Work instruction: Scan the listing below for the word "project" and state how many lines hold it. Write nothing but the number.

Available records:
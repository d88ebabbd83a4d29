//! Store error types
//!
//! Defines all errors that can occur in the persistence layer.

use thiserror::Error;

/// Errors that can occur in the record store
#[derive(Error, Debug)]
pub enum StoreError {
    /// I/O operation failed
    #[error("IO error: {0}")]
    Io(#[from] std::io::Error),

    /// Serialization/deserialization failed
    #[error("Serialization error: {0}")]
    Serialization(String),

    /// Requested record does not exist
    #[error("Record not found: {0}")]
    NotFound(String),

    /// A record with the same key already exists
    #[error("Duplicate record: {0}")]
    Duplicate(String),

    /// Record has no key and cannot be stored
    #[error("Record is missing an id")]
    MissingKey,
}

impl From<serde_json::Error> for StoreError {
    fn from(err: serde_json::Error) -> Self {
        StoreError::Serialization(err.to_string())
    }
}

/// Result type alias for store operations
pub type StoreResult<T> = Result<T, StoreError>;

#[cfg(test)]
mod tests {
    use super::*;

    #[test]
    fn test_error_display() {
        let err = StoreError::NotFound("contact 42".to_string());
        assert_eq!(err.to_string(), "Record not found: contact 42");

        let err = StoreError::MissingKey;
        assert_eq!(err.to_string(), "Record is missing an id");
    }

    #[test]
    fn test_io_error_conversion() {
        let io_err = std::io::Error::new(std::io::ErrorKind::NotFound, "file not found");
        let store_err: StoreError = io_err.into();
        assert!(matches!(store_err, StoreError::Io(_)));
    }
}
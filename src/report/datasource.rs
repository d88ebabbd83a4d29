//! Row sources for report execution
//!
//! A report runs against whatever rows its entity resolves to:
//! - `SampleDataSource`: the built-in sample rows for every entity
//! - `StoreDataSource`: contacts from the store, sample rows for the rest

use crate::report::error::{ReportError, ReportResult};
use crate::report::sample;
use crate::schema;
use crate::store::{Record, Store};
use async_trait::async_trait;
use std::sync::Arc;

/// Common trait for all row sources
#[async_trait]
pub trait DataSource: Send + Sync {
    /// Short name for logging
    fn name(&self) -> &str;

    /// Every row of an entity, unfiltered
    async fn rows(&self, entity: &str) -> ReportResult<Vec<Record>>;
}

fn known(entity: &str) -> ReportResult<()> {
    if schema::entity(entity).is_some() {
        Ok(())
    } else {
        Err(ReportError::UnknownEntity(entity.to_string()))
    }
}

/// Serves the built-in sample rows
#[derive(Debug, Default, Clone, Copy)]
pub struct SampleDataSource;

#[async_trait]
impl DataSource for SampleDataSource {
    fn name(&self) -> &str {
        "sample"
    }

    async fn rows(&self, entity: &str) -> ReportResult<Vec<Record>> {
        known(entity)?;
        Ok(sample::sample_rows(entity))
    }
}

/// Serves stored contacts; deals and tasks come from the sample set
#[derive(Debug, Clone)]
pub struct StoreDataSource {
    store: Arc<Store>,
}

impl StoreDataSource {
    pub fn new(store: Arc<Store>) -> Self {
        Self { store }
    }
}

#[async_trait]
impl DataSource for StoreDataSource {
    fn name(&self) -> &str {
        "store"
    }

    async fn rows(&self, entity: &str) -> ReportResult<Vec<Record>> {
        known(entity)?;

        if entity != "contacts" {
            return Ok(sample::sample_rows(entity));
        }

        let contacts = self.store.contacts().all().await;
        if contacts.is_empty() {
            tracing::debug!("Contact store is empty, using sample contacts");
            return Ok(sample::sample_contacts());
        }

        Ok(contacts.iter().map(|c| c.to_record()).collect())
    }
}

#[cfg(test)]
mod tests {
    use super::*;
    use crate::store::{Contact, ContactDraft, Fields, StoreConfig, Value};
    use chrono::Utc;
    use tempfile::tempdir;

    #[tokio::test]
    async fn test_sample_source() {
        let source = SampleDataSource;
        assert_eq!(source.rows("deals").await.unwrap().len(), 4);
        assert!(matches!(
            source.rows("invoices").await,
            Err(ReportError::UnknownEntity(_))
        ));
    }

    #[tokio::test]
    async fn test_store_source_falls_back_to_samples() {
        let dir = tempdir().unwrap();
        let store = Arc::new(Store::open(StoreConfig::new(dir.path())).await.unwrap());
        let source = StoreDataSource::new(Arc::clone(&store));

        let rows = source.rows("contacts").await.unwrap();
        assert_eq!(rows.len(), 4);

        let contact = Contact::from_draft(
            ContactDraft::new("Ada", "Lovelace", "ada@example.com", "Analytical"),
            Utc::now(),
        );
        store.contacts().insert(contact).await.unwrap();

        let rows = source.rows("contacts").await.unwrap();
        assert_eq!(rows.len(), 1);
        assert_eq!(rows[0].field("name"), Value::from("Ada Lovelace"));

        assert_eq!(source.rows("tasks").await.unwrap().len(), 4);
    }
}
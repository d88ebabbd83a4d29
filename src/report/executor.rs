//! Report Executor
//!
//! Runs a report definition against a [`DataSource`]:
//! 1. Validate the definition against the entity catalog
//! 2. Load every row of the entity
//! 3. Keep rows matching all filter clauses
//! 4. Shape the result into a table or chart
//!
//! # Execution Pipeline
//!
//! ```text
//! Definition → Validate → Load rows → Filter → Shape → ReportRun
//! ```

use crate::report::ast::ReportDefinition;
use crate::report::datasource::DataSource;
use crate::report::error::{ReportError, ReportResult};
use crate::report::evaluator::{apply_filters, EvalContext};
use crate::report::visualize::{self, Visualization};
use crate::store::{Fields, Record};
use chrono::{DateTime, Utc};
use serde::{Deserialize, Serialize};
use std::sync::Arc;
use std::time::Instant;

/// Result of running a report
#[derive(Debug, Clone, Serialize, Deserialize)]
#[serde(rename_all = "camelCase")]
pub struct ReportRun {
    pub entity: String,
    /// Selected fields, in display order
    pub fields: Vec<String>,
    /// Matching rows
    pub rows: Vec<Record>,
    /// Rows loaded before filtering
    pub rows_scanned: usize,
    pub visualization: Visualization,
    pub execution_time_ms: u64,
    pub ran_at: DateTime<Utc>,
}

impl ReportRun {
    /// Get the number of matching rows
    pub fn len(&self) -> usize {
        self.rows.len()
    }

    /// Check if empty
    pub fn is_empty(&self) -> bool {
        self.rows.is_empty()
    }

    /// Matching rows as CSV: field labels as header, formatted cells
    pub fn to_csv(&self) -> ReportResult<String> {
        let mut writer = csv::Writer::from_writer(Vec::new());

        let table = visualize::table(&self.rows, &self.fields, &self.entity);
        writer.write_record(table.columns.iter().map(|c| c.label.as_str()))?;
        for row in &table.rows {
            writer.write_record(row)?;
        }

        let bytes = writer
            .into_inner()
            .map_err(|e| ReportError::Export(e.to_string()))?;
        String::from_utf8(bytes).map_err(|e| ReportError::Export(e.to_string()))
    }
}

/// Report executor
#[derive(Clone)]
pub struct ReportExecutor {
    source: Arc<dyn DataSource>,
}

impl ReportExecutor {
    /// Create a new executor over a row source
    pub fn new(source: Arc<dyn DataSource>) -> Self {
        Self { source }
    }

    /// Run a definition with the current time as "now"
    pub async fn run(&self, definition: &ReportDefinition) -> ReportResult<ReportRun> {
        self.run_at(definition, &EvalContext::default()).await
    }

    /// Run a definition with an explicit evaluation context
    pub async fn run_at(
        &self,
        definition: &ReportDefinition,
        ctx: &EvalContext,
    ) -> ReportResult<ReportRun> {
        let start = Instant::now();
        let entity = definition.validate_preview()?;

        let rows = self.source.rows(entity.id).await?;
        let rows_scanned = rows.len();

        let rows = apply_filters(rows, &definition.filters, ctx);
        let visualization =
            visualize::shape(&rows, &definition.fields, entity.id, definition.chart_type);

        tracing::debug!(
            "Report '{}' on {} via {}: {} of {} rows matched",
            definition.name,
            entity.id,
            self.source.name(),
            rows.len(),
            rows_scanned
        );

        Ok(ReportRun {
            entity: entity.id.to_string(),
            fields: definition.fields.clone(),
            rows: project(rows, &definition.fields),
            rows_scanned,
            visualization,
            execution_time_ms: start.elapsed().as_millis() as u64,
            ran_at: ctx.now,
        })
    }
}

/// Keep only the selected fields (plus `id`) of each row
fn project(rows: Vec<Record>, fields: &[String]) -> Vec<Record> {
    rows.into_iter()
        .map(|row| {
            let mut out = Record::new();
            if !row.get("id").is_null() {
                out.set("id", row.field("id"));
            }
            for field in fields {
                out.set(field.clone(), row.field(field));
            }
            out
        })
        .collect()
}

#[cfg(test)]
mod tests {
    use super::*;
    use crate::report::ast::{ChartType, FilterClause, Operator};
    use crate::report::datasource::SampleDataSource;
    use crate::report::visualize::ChartSeries;
    use crate::store::Value;
    use chrono::TimeZone;

    fn create_test_executor() -> ReportExecutor {
        ReportExecutor::new(Arc::new(SampleDataSource))
    }

    fn ctx() -> EvalContext {
        EvalContext::new(Utc.with_ymd_and_hms(2023, 9, 15, 12, 0, 0).unwrap())
    }

    #[tokio::test]
    async fn test_filtered_table() {
        let executor = create_test_executor();
        let report = ReportDefinition::builder("High Value Deals")
            .entity("deals")
            .fields(&["name", "amount"])
            .filter(FilterClause::new("amount", Operator::GreaterThan, "10000"))
            .build();

        let run = executor.run_at(&report, &ctx()).await.unwrap();
        assert_eq!(run.rows_scanned, 4);
        assert_eq!(run.len(), 2);
        assert_eq!(run.rows[0].get("name"), &Value::from("Enterprise Software License"));
        assert!(run.rows[0].get("stage").is_null());
        assert_eq!(run.ran_at, ctx().now);

        let Visualization::Table(table) = run.visualization else {
            panic!("expected table");
        };
        assert_eq!(table.rows[1], vec!["Hardware Upgrade", "12000"]);
    }

    #[tokio::test]
    async fn test_chart_counts() {
        let executor = create_test_executor();
        let report = ReportDefinition::builder("Contact Status Report")
            .entity("contacts")
            .fields(&["status"])
            .chart(ChartType::Pie)
            .build();

        let run = executor.run_at(&report, &ctx()).await.unwrap();
        let Visualization::Chart(chart) = run.visualization else {
            panic!("expected chart");
        };
        assert_eq!(chart.categories, vec!["Customer", "Lead", "Partner"]);
        assert_eq!(chart.series, ChartSeries::Flat(vec![2.0, 1.0, 1.0]));
    }

    #[tokio::test]
    async fn test_relative_date_filter_uses_context() {
        let executor = create_test_executor();
        let report = ReportDefinition::builder("Recent Contact Activity")
            .entity("contacts")
            .fields(&["firstName", "lastActivity"])
            .filter(FilterClause::new("lastActivity", Operator::InTheLast, "8"))
            .build();

        let run = executor.run_at(&report, &ctx()).await.unwrap();
        // 09-08, 09-10 and 09-12 fall within 8 days of 09-15 12:00; 09-05 does not
        assert_eq!(run.len(), 3);
    }

    #[tokio::test]
    async fn test_no_matches_is_empty_visualization() {
        let executor = create_test_executor();
        let report = ReportDefinition::builder("Nothing")
            .entity("tasks")
            .fields(&["title"])
            .filter(FilterClause::new("priority", Operator::Equals, "Urgent"))
            .build();

        let run = executor.run_at(&report, &ctx()).await.unwrap();
        assert!(run.is_empty());
        assert!(run.visualization.is_empty());
    }

    #[tokio::test]
    async fn test_invalid_definition() {
        let executor = create_test_executor();
        let report = ReportDefinition::builder("x").entity("deals").build();
        assert!(matches!(
            executor.run(&report).await,
            Err(ReportError::Invalid(_))
        ));
    }

    #[tokio::test]
    async fn test_to_csv() {
        let executor = create_test_executor();
        let report = ReportDefinition::builder("Overdue")
            .entity("tasks")
            .fields(&["title", "dueDate", "completedAt"])
            .filter(FilterClause::new("status", Operator::Equals, "Completed"))
            .build();

        let run = executor.run_at(&report, &ctx()).await.unwrap();
        let csv = run.to_csv().unwrap();
        assert_eq!(
            csv,
            "Task Title,Due Date,Completed Date\nSend invoice,2023-09-10 00:00,2023-09-09T15:00:00Z\n"
        );
    }
}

Problem solution: 2